Collected data entries:
------------------------------------
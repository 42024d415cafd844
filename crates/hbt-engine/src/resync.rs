use std::collections::BTreeSet;
use std::sync::Arc;
use std::time::Duration;

use futures_util::future::join_all;
use serde::Serialize;
use serde_json::json;
use tracing::{info, warn};

use hbt_audit::AuditKind;
use hbt_schemas::IdentityKey;
use hbt_sources::RecordSource;

use crate::engine::{Engine, IngestOutcome};

#[derive(Clone, Debug, Default, PartialEq, Eq, Serialize)]
pub struct ResyncReport {
    /// Distinct identities that published at least one change.
    pub identities_updated: usize,
    /// Sources that failed or timed out this cycle.
    pub sources_skipped: usize,
    pub records_seen: usize,
    pub records_dropped: usize,
}

impl Engine {
    /// Pull every source once and ingest what they return.
    ///
    /// Sources are fetched concurrently, each bounded by `timeout`. A source
    /// that errors or times out contributes no records this cycle
    /// (SourceUnavailable); the others are still ingested. Items a source
    /// could not decode are dropped one by one like any malformed record.
    pub async fn resync(
        &self,
        sources: &[Arc<dyn RecordSource>],
        timeout: Duration,
    ) -> ResyncReport {
        let fetches = sources.iter().map(|source| async move {
            let result = tokio::time::timeout(timeout, source.fetch_records()).await;
            (source, result)
        });
        let results = join_all(fetches).await;

        let mut report = ResyncReport::default();
        let mut updated: BTreeSet<IdentityKey> = BTreeSet::new();
        for (source, result) in results {
            let fetched = match result {
                Ok(Ok(fetched)) => fetched,
                Ok(Err(e)) => {
                    self.source_unavailable(source.as_ref(), e.to_string()).await;
                    report.sources_skipped += 1;
                    continue;
                }
                Err(_) => {
                    let reason = format!("timed out after {}ms", timeout.as_millis());
                    self.source_unavailable(source.as_ref(), reason).await;
                    report.sources_skipped += 1;
                    continue;
                }
            };

            report.records_seen += fetched.len();
            let role = source.role();
            for bad in fetched.malformed {
                self.drop_malformed(bad.to_string(), Some(role), bad.ids()).await;
                report.records_dropped += 1;
            }
            for raw in fetched.records {
                match self.ingest_raw(raw, Some(role)).await {
                    IngestOutcome::Merged { identity, .. } => {
                        updated.insert(identity);
                    }
                    IngestOutcome::Unchanged { .. } => {}
                    IngestOutcome::Dropped { .. } => report.records_dropped += 1,
                }
            }
        }
        report.identities_updated = updated.len();

        info!(
            sources = sources.len(),
            skipped = report.sources_skipped,
            records = report.records_seen,
            dropped = report.records_dropped,
            updated = report.identities_updated,
            "resync complete"
        );
        report
    }

    async fn source_unavailable(&self, source: &dyn RecordSource, reason: String) {
        warn!(
            source = %source.name(),
            role = %source.role(),
            reason = %reason,
            "source unavailable; skipped"
        );
        self.audit(
            AuditKind::SourceUnavailable,
            None,
            json!({ "source": source.name(), "role": source.role(), "reason": reason }),
        )
        .await;
    }
}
------------------------------------
▶ WORK TASK
Using the records above, count every line that includes the word "IdentityKey", and state the number only.

▶ RESULT OF THIS TASK
2